The way startups build their technical teams has changed considerably over the last few years. Budget pressure, leaner headcounts, and the need to move faster with fewer people have pushed many founders away from hiring individual engineers one role at a time.
What is happening instead is more deliberate and more interesting than it first appears.
The Lean Team Mentality
Post-2022 layoffs across the tech sector left startups with a new operating philosophy: hire fewer people, but make every hire count. According to Ravio’s 2025 tech hiring data, European tech companies maintained a hiring rate of 29% in 2025, down from 34% in 2023, reflecting a more cautious approach to headcount growth.
Founders are no longer trying to staff up quickly. They are trying to build small teams that can deliver outsized output, often by pairing strong engineers with AI tooling and automation to extend what a lean group can produce.
Why Teams Over Individuals
Hiring a pre-formed developer team, whether through a technical co-founder arrangement, an offshore development partner, or a structured squad from a specialist provider, offers something that individual hiring cannot: an existing working dynamic.
When a team already knows how to collaborate, communicate during incidents, and divide work across their different strengths, onboarding time drops substantially. For early-stage startups, the first few months of a product build are too critical to absorb the friction that comes with assembling individuals who have never worked together.
What This Means for How Candidates Are Evaluated
The criteria that matter in startup technical hiring have moved away from credentials and toward demonstrated output. A GitHub profile showing active contribution history, a track record of shipping features in fast-moving environments, and comfort with ambiguity all carry more weight than academic background or years of experience at a large company.
In a hiring environment where IT recruitment decisions happen fast and the margin for a wrong hire is thin, startups are increasingly assessing candidates through technical take-home projects, trial periods, and paid assessments rather than traditional interview loops.
The Role of Full-Stack Versatility
Full-stack developers are particularly attractive in this environment. A startup that cannot afford to hire a front-end specialist, a back-end engineer, and a DevOps person separately will often look for someone who can cover multiple layers of the stack with reasonable competence.

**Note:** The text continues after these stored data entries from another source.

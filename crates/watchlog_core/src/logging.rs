//! Process-wide logging bootstrap.
//!
//! # Responsibility
//! - Initialize rolling file logs exactly once per process.
//! - Mirror errors to stderr for terminal users.
//! - Log panics with a sanitized, length-capped payload.
//!
//! # Invariants
//! - Init is idempotent for the same level and directory.
//! - Re-initialization with a different level or directory is rejected.
//! - Initialization never panics.

use flexi_logger::{
    Cleanup, Criterion, Duplicate, FileSpec, Logger, LoggerHandle, Naming, WriteMode,
};
use log::{error, info};
use once_cell::sync::OnceCell;
use std::path::{Path, PathBuf};

const LOG_FILE_BASENAME: &str = "watchlog";
const MAX_LOG_FILE_SIZE_BYTES: u64 = 2 * 1024 * 1024;
const MAX_LOG_FILES: usize = 3;
const MAX_PANIC_PAYLOAD_CHARS: usize = 160;

static LOGGING_STATE: OnceCell<LoggingState> = OnceCell::new();
static PANIC_HOOK_INSTALLED: OnceCell<()> = OnceCell::new();

struct LoggingState {
    level: &'static str,
    log_dir: PathBuf,
    _logger: LoggerHandle,
}

impl LoggingState {
    fn check_same(&self, level: &str, log_dir: &Path) -> Result<(), String> {
        if self.log_dir != log_dir {
            return Err(format!(
                "logging already initialized at `{}`; refusing to switch to `{}`",
                self.log_dir.display(),
                log_dir.display()
            ));
        }
        if self.level != level {
            return Err(format!(
                "logging already initialized with level `{}`; refusing to switch to `{}`",
                self.level, level
            ));
        }
        Ok(())
    }
}

/// Starts file logging at `level` under the absolute directory `log_dir`.
///
/// # Errors
/// - Unsupported level, or an empty/relative/uncreatable directory.
/// - Logging already active with a different level or directory.
/// - Logger backend failure.
pub fn init_logging(level: &str, log_dir: &str) -> Result<(), String> {
    let level = normalize_level(level)?;
    let log_dir = normalize_log_dir(log_dir)?;

    if let Some(state) = LOGGING_STATE.get() {
        return state.check_same(level, &log_dir);
    }

    let state = LOGGING_STATE.get_or_try_init(|| start_logger(level, log_dir.clone()))?;
    state.check_same(level, &log_dir)
}

fn start_logger(level: &'static str, log_dir: PathBuf) -> Result<LoggingState, String> {
    std::fs::create_dir_all(&log_dir).map_err(|err| {
        format!(
            "failed to create log directory `{}`: {err}",
            log_dir.display()
        )
    })?;

    let logger = Logger::try_with_str(level)
        .map_err(|err| format!("invalid log level `{level}`: {err}"))?
        .log_to_file(
            FileSpec::default()
                .directory(log_dir.as_path())
                .basename(LOG_FILE_BASENAME),
        )
        .rotate(
            Criterion::Size(MAX_LOG_FILE_SIZE_BYTES),
            Naming::Numbers,
            Cleanup::KeepLogFiles(MAX_LOG_FILES),
        )
        .duplicate_to_stderr(Duplicate::Error)
        .write_mode(WriteMode::BufferAndFlush)
        .append()
        .format_for_files(flexi_logger::detailed_format)
        .start()
        .map_err(|err| format!("failed to start logger: {err}"))?;

    install_panic_hook_once();
    info!(
        "event=logging_init module=core status=ok level={} log_dir={} version={}",
        level,
        log_dir.display(),
        env!("CARGO_PKG_VERSION")
    );

    Ok(LoggingState {
        level,
        log_dir,
        _logger: logger,
    })
}

/// Returns `(level, log_dir)` when logging is active.
pub fn logging_status() -> Option<(&'static str, PathBuf)> {
    LOGGING_STATE
        .get()
        .map(|state| (state.level, state.log_dir.clone()))
}

/// `debug` for debug builds, `info` for release builds.
pub fn default_log_level() -> &'static str {
    if cfg!(debug_assertions) {
        "debug"
    } else {
        "info"
    }
}

fn normalize_level(level: &str) -> Result<&'static str, String> {
    match level.trim().to_ascii_lowercase().as_str() {
        "trace" => Ok("trace"),
        "debug" => Ok("debug"),
        "info" => Ok("info"),
        "warn" | "warning" => Ok("warn"),
        "error" => Ok("error"),
        other => Err(format!(
            "unsupported log level `{other}`; expected trace|debug|info|warn|error"
        )),
    }
}

fn normalize_log_dir(log_dir: &str) -> Result<PathBuf, String> {
    let trimmed = log_dir.trim();
    if trimmed.is_empty() {
        return Err("log_dir cannot be empty".to_string());
    }
    let path = Path::new(trimmed);
    if !path.is_absolute() {
        return Err(format!("log_dir must be an absolute path, got `{trimmed}`"));
    }
    Ok(path.to_path_buf())
}

fn install_panic_hook_once() {
    if PANIC_HOOK_INSTALLED.set(()).is_err() {
        return;
    }

    let previous_hook = std::panic::take_hook();
    std::panic::set_hook(Box::new(move |panic_info| {
        let location = panic_info
            .location()
            .map(|loc| format!("{}:{}", loc.file(), loc.line()))
            .unwrap_or_else(|| "unknown".to_string());
        let payload = panic_payload_summary(panic_info);
        error!(
            "event=panic_captured module=core status=error location={} payload={}",
            location, payload
        );
        previous_hook(panic_info);
    }));
}

fn panic_payload_summary(info: &std::panic::PanicHookInfo<'_>) -> String {
    let payload = if let Some(message) = info.payload().downcast_ref::<&str>() {
        (*message).to_string()
    } else if let Some(message) = info.payload().downcast_ref::<String>() {
        message.clone()
    } else {
        "non-string panic payload".to_string()
    };

    sanitize_message(&payload, MAX_PANIC_PAYLOAD_CHARS)
}

/// Flattens newlines and caps length; row names can end up in panic text.
fn sanitize_message(value: &str, max_chars: usize) -> String {
    let normalized = value.replace(['\n', '\r'], " ");
    let mut truncated = normalized.chars().take(max_chars).collect::<String>();
    if normalized.chars().count() > max_chars {
        truncated.push_str("...");
    }
    truncated
}

#[cfg(test)]
mod tests {
    use super::{
        init_logging, logging_status, normalize_level, normalize_log_dir, sanitize_message,
    };

    #[test]
    fn normalize_level_accepts_known_values() {
        assert_eq!(normalize_level("DEBUG").unwrap(), "debug");
        assert_eq!(normalize_level(" warning ").unwrap(), "warn");
        assert!(normalize_level("verbose").is_err());
    }

    #[test]
    fn normalize_log_dir_rejects_relative_and_empty_paths() {
        assert!(normalize_log_dir("logs").unwrap_err().contains("absolute"));
        assert!(normalize_log_dir("  ").unwrap_err().contains("empty"));
    }

    #[test]
    fn sanitize_message_flattens_and_truncates() {
        let sanitized = sanitize_message("Frieren\nBeyond\rJourney's End", 10);
        assert!(!sanitized.contains('\n'));
        assert!(!sanitized.contains('\r'));
        assert_eq!(sanitized, "Frieren Be...");
    }

    #[test]
    fn init_logging_is_idempotent_and_rejects_reconfiguration() {
        let first = tempfile::tempdir().unwrap();
        let second = tempfile::tempdir().unwrap();
        let first_dir = first.path().to_str().unwrap().to_string();
        let second_dir = second.path().to_str().unwrap().to_string();

        init_logging("info", &first_dir).unwrap();
        init_logging("INFO", &first_dir).unwrap();

        let level_error = init_logging("debug", &first_dir).unwrap_err();
        assert!(level_error.contains("refusing to switch"));
        let dir_error = init_logging("info", &second_dir).unwrap_err();
        assert!(dir_error.contains("refusing to switch"));

        let (level, dir) = logging_status().unwrap();
        assert_eq!(level, "info");
        assert_eq!(dir, first.path());
    }
}
//! Seasonal watch-list dataset.
//!
//! A seasonal row repeats the catalog columns and adds per-season progress.
//! Rows are flat: serde flattening is not supported by the CSV reader.
//!
//! # Invariants
//! - `total_episodes >= 1`.
//! - `watched_episodes` is not bounded by `total_episodes`.

use crate::model::catalog::{CatalogEntry, Category};
use crate::model::record::{
    lenient_int, or_default, require_id, require_name, Record, RecordId, RecordValidationError,
};
use chrono::NaiveDate;
use serde::{Deserialize, Serialize};

/// Header row of the seasonal file: catalog columns plus progress columns.
pub const SEASONAL_COLUMNS: &[&str] = &[
    "List",
    "Name",
    "Note",
    "Categoria",
    "Genero",
    "Descrição",
    "Temporada",
    "Episodios",
    "Assistido",
    "Atualizado",
];

pub const DEFAULT_SEASON_NOTE: &str = "6.0";
pub const DEFAULT_SEASON_GENRE: &str = "Desconhecido";
pub const DEFAULT_SEASON_DESCRIPTION: &str = "anime novo";
pub const DEFAULT_SEASON_LABEL: &str = "Não especificado";

/// One row of the seasonal file.
#[derive(Debug, Clone, PartialEq, Eq, Serialize, Deserialize)]
pub struct SeasonalEntry {
    #[serde(rename = "List", deserialize_with = "lenient_int")]
    pub list_id: RecordId,
    #[serde(rename = "Name")]
    pub name: String,
    #[serde(rename = "Note")]
    pub note: String,
    #[serde(rename = "Categoria")]
    pub category: Category,
    #[serde(rename = "Genero")]
    pub genre: String,
    #[serde(rename = "Descrição")]
    pub description: String,
    /// Free-form season label, e.g. `Verão 2025`.
    #[serde(rename = "Temporada")]
    pub season: String,
    #[serde(rename = "Episodios", deserialize_with = "lenient_int")]
    pub total_episodes: u32,
    #[serde(rename = "Assistido", deserialize_with = "lenient_int")]
    pub watched_episodes: u32,
    #[serde(rename = "Atualizado")]
    pub updated: NaiveDate,
}

impl Record for SeasonalEntry {
    const DATASET: &'static str = "seasonal";
    const COLUMNS: &'static [&'static str] = SEASONAL_COLUMNS;

    fn id(&self) -> RecordId {
        self.list_id
    }

    fn name(&self) -> &str {
        &self.name
    }

    fn genre(&self) -> &str {
        &self.genre
    }

    fn validate(&self) -> Result<(), RecordValidationError> {
        require_id(self.list_id)?;
        require_name(&self.name)?;
        if self.total_episodes == 0 {
            return Err(RecordValidationError::NoEpisodes);
        }
        Ok(())
    }
}

/// User-entered fields for the seasonal form.
#[derive(Debug, Clone, PartialEq, Eq)]
pub struct SeasonalDraft {
    pub name: String,
    pub note: String,
    pub category: Category,
    pub genre: String,
    pub season: String,
    pub total_episodes: u32,
    pub watched_episodes: u32,
    pub updated: NaiveDate,
}

impl SeasonalDraft {
    /// Starts a draft with the form defaults: 12 episodes, none watched.
    pub fn new(name: impl Into<String>, updated: NaiveDate) -> Self {
        Self {
            name: name.into(),
            note: String::new(),
            category: Category::Anime,
            genre: String::new(),
            season: String::new(),
            total_episodes: 12,
            watched_episodes: 0,
            updated,
        }
    }

    pub(crate) fn validate(&self) -> Result<(), RecordValidationError> {
        require_name(&self.name)?;
        if self.total_episodes == 0 {
            return Err(RecordValidationError::NoEpisodes);
        }
        Ok(())
    }

    /// Catalog row created when the name is not catalogued yet.
    pub(crate) fn catalog_entry(&self, list_id: RecordId) -> CatalogEntry {
        CatalogEntry {
            list_id,
            name: self.name.clone(),
            note: or_default(self.note.clone(), DEFAULT_SEASON_NOTE),
            category: self.category,
            genre: or_default(self.genre.clone(), DEFAULT_SEASON_GENRE),
            description: DEFAULT_SEASON_DESCRIPTION.to_string(),
        }
    }

    pub(crate) fn into_entry(self, list_id: RecordId) -> SeasonalEntry {
        let catalog = self.catalog_entry(list_id);
        SeasonalEntry {
            list_id,
            name: catalog.name,
            note: catalog.note,
            category: catalog.category,
            genre: catalog.genre,
            description: catalog.description,
            season: or_default(self.season, DEFAULT_SEASON_LABEL),
            total_episodes: self.total_episodes,
            watched_episodes: self.watched_episodes,
            updated: self.updated,
        }
    }
}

This does not mean jack-of-all-trades generalism is the goal. It means versatility within a defined technical context is valued more than deep specialisation in a single area when the team is small and the roadmap is moving fast.
What Startups Are Still Getting Wrong
The biggest recurring mistake is underestimating onboarding. As research from Index 2025 tech hiring report notes, even technically strong engineers can struggle to contribute effectively without structured onboarding in ambiguous startup environments.
Building a team, whether from individuals or pre-formed groups, still requires intentional integration. The startups that do this well move faster. The ones that skip it keep rehiring for the same roles.